_WHAT IS NEEDED:_
Wherever the word "CoinGecko" appears in the entries, copy the whole line.

Saved data entries:
▼▼▼

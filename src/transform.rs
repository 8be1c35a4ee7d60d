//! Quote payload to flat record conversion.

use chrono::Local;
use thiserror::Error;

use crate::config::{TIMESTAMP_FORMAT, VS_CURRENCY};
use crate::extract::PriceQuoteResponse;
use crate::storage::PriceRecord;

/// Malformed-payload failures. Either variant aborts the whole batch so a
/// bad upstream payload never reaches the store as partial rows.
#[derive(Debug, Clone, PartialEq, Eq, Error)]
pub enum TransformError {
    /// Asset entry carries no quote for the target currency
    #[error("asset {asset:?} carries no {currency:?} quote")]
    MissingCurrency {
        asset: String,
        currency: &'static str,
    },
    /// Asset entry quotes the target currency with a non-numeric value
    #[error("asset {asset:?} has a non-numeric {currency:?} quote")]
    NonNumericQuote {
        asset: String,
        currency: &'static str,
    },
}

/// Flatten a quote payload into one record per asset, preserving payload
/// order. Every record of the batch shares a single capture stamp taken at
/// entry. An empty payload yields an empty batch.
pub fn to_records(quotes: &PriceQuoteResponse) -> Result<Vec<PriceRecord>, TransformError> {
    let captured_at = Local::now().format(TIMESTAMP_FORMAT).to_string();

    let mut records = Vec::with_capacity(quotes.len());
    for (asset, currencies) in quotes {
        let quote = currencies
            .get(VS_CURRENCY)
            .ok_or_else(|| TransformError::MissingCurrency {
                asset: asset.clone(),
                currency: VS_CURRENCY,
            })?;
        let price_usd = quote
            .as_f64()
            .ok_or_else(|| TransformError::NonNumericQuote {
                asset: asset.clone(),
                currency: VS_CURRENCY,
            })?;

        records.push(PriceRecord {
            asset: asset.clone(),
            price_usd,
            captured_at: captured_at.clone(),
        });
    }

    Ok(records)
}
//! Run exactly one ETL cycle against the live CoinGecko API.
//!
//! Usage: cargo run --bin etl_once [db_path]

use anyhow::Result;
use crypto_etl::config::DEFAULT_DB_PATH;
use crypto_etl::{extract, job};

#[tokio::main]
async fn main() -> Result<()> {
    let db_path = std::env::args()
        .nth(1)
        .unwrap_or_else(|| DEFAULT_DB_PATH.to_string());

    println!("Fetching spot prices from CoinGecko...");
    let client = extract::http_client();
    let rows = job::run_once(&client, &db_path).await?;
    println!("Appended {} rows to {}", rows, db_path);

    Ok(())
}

▲▲▲

_REPLY TO THE EXERCISE:_
//! Run exactly one ETL cycle against the live CoinGecko API.
    println!("Fetching spot prices from CoinGecko...");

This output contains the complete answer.